● WHAT THE TASK ASKS
The lines to find are those in the entries that hold the word "await"; copy every one of them.

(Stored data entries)
—————

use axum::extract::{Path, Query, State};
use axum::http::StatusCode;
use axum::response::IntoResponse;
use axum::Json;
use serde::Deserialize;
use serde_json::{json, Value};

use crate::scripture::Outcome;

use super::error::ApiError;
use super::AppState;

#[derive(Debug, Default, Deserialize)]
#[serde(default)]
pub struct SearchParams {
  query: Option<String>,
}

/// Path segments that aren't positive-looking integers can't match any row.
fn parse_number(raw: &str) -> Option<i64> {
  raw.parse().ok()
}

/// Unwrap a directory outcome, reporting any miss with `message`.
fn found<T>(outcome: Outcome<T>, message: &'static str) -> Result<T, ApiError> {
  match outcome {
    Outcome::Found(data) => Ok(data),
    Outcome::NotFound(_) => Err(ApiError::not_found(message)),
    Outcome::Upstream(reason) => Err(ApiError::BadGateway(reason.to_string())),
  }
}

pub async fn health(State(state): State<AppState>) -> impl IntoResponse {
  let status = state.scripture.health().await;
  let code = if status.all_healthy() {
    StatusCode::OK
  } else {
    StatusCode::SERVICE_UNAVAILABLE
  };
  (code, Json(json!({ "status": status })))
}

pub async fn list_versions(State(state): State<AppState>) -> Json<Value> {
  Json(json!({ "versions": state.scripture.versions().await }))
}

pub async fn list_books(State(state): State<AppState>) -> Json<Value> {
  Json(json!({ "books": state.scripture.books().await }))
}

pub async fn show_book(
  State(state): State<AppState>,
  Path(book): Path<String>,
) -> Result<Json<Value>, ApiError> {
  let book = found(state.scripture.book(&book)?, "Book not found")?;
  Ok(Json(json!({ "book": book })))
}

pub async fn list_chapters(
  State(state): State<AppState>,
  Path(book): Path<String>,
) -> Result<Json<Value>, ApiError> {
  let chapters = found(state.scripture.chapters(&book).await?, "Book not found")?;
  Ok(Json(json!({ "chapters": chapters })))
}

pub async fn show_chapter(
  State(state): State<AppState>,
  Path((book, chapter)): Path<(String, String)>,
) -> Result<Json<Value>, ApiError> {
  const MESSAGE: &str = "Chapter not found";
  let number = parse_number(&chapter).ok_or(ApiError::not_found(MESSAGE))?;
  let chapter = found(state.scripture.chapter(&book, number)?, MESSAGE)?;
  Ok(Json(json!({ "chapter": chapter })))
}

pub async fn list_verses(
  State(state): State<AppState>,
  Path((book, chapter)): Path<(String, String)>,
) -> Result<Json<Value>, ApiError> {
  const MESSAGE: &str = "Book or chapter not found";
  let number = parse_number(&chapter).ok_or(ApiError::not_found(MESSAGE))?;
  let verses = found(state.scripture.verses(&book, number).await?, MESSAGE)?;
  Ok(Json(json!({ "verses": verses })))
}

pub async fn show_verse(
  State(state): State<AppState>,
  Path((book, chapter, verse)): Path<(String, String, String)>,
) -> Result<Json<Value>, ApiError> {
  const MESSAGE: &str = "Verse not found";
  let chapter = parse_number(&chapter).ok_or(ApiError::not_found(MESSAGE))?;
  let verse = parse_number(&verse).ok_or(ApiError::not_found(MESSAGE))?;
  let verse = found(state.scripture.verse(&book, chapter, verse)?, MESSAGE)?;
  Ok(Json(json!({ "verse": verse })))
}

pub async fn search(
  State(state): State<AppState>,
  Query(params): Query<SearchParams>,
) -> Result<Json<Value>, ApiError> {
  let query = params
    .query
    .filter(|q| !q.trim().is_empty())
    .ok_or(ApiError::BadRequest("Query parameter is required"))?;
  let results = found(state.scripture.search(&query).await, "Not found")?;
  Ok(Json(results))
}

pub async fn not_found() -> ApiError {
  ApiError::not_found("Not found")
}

—————

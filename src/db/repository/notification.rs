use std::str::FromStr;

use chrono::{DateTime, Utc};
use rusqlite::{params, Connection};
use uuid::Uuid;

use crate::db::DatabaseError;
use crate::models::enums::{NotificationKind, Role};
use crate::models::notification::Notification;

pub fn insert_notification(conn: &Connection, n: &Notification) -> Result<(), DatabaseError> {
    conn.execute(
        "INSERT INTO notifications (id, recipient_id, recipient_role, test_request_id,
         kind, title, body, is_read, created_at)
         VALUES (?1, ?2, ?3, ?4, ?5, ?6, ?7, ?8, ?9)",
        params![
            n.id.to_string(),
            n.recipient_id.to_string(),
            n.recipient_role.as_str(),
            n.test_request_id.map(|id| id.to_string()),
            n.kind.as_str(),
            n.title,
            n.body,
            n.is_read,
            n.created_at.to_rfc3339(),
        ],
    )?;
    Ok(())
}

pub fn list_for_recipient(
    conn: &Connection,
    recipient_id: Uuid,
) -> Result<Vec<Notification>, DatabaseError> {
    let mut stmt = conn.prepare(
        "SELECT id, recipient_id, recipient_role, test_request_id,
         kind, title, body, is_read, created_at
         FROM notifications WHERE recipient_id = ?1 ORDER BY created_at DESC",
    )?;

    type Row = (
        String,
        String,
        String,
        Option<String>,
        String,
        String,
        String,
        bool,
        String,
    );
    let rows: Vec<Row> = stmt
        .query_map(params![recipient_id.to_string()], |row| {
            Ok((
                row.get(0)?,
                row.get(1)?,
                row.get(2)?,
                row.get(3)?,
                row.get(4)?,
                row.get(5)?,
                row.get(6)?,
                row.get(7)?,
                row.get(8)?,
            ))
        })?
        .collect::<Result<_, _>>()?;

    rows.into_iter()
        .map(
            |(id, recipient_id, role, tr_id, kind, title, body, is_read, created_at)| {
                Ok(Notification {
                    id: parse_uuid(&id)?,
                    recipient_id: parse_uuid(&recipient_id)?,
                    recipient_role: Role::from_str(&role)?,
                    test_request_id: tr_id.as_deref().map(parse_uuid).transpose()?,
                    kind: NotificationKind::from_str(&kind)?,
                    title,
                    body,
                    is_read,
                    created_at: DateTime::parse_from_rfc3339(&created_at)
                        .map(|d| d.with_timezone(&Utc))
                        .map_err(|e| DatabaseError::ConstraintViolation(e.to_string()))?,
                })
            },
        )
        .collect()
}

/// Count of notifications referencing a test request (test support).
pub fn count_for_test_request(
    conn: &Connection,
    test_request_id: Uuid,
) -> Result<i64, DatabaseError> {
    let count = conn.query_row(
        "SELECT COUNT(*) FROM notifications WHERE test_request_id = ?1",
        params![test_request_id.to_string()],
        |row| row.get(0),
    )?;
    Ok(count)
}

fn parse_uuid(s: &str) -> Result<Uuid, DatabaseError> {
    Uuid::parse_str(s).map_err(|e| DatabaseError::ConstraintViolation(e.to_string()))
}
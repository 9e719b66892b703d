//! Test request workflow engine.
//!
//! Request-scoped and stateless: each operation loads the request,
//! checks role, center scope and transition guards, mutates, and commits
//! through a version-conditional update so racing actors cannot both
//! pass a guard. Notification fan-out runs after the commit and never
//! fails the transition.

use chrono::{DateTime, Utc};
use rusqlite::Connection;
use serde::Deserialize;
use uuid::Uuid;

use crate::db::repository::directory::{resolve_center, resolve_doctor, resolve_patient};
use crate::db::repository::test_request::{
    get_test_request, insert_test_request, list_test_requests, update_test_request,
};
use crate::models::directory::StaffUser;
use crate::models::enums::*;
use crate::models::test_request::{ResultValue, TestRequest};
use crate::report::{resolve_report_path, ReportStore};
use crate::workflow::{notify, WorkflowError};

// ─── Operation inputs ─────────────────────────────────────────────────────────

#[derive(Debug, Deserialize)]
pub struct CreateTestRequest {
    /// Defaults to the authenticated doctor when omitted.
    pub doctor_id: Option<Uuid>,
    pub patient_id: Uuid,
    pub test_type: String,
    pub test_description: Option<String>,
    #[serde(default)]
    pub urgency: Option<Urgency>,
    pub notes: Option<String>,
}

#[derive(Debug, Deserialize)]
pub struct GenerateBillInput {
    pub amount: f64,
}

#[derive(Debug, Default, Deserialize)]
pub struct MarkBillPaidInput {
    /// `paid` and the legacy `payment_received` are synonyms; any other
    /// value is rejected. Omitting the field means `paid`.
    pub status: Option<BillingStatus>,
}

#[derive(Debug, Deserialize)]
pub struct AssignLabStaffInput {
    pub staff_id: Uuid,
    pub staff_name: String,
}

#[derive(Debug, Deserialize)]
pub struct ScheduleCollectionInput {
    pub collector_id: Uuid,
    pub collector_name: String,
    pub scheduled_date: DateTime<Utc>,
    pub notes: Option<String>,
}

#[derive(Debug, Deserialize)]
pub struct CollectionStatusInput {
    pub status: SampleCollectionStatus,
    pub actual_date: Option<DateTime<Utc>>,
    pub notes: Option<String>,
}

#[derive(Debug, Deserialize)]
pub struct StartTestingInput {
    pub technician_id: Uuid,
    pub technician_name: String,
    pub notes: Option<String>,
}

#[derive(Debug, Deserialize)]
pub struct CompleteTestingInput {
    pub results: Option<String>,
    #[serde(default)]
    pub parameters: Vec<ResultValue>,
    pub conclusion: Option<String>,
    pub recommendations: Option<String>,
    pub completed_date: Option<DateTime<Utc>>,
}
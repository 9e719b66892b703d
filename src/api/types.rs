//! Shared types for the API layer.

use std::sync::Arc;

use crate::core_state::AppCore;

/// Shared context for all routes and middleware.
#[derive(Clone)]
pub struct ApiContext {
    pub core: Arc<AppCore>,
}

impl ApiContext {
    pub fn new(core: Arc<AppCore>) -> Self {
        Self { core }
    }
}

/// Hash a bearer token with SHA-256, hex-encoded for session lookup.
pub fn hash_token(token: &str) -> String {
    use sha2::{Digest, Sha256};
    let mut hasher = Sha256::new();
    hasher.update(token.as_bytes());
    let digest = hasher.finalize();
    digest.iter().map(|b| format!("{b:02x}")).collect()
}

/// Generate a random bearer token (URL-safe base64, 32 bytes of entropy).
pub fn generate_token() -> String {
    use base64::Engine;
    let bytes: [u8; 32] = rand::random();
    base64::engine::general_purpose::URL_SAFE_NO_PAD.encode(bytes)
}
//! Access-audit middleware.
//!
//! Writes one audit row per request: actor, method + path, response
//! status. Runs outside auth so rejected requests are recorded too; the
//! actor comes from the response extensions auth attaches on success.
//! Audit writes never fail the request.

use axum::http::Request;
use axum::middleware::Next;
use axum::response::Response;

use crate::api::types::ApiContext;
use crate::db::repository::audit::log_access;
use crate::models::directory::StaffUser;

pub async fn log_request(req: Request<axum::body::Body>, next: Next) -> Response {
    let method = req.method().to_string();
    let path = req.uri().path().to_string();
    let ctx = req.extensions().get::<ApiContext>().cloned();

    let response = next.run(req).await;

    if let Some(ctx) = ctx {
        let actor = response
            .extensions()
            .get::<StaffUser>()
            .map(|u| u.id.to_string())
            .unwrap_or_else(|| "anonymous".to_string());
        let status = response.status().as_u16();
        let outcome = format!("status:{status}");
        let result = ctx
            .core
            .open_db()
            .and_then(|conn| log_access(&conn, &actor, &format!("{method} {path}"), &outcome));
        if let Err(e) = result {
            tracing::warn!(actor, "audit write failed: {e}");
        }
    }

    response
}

—————

● RESULT FOR THIS TASK
  let status = state.scripture.health().await;
  Json(json!({ "versions": state.scripture.versions().await }))
  Json(json!({ "books": state.scripture.books().await }))
  let chapters = found(state.scripture.chapters(&book).await?, "Book not found")?;
  let verses = found(state.scripture.verses(&book, number).await?, MESSAGE)?;
  let results = found(state.scripture.search(&query).await, "Not found")?;
    let response = next.run(req).await;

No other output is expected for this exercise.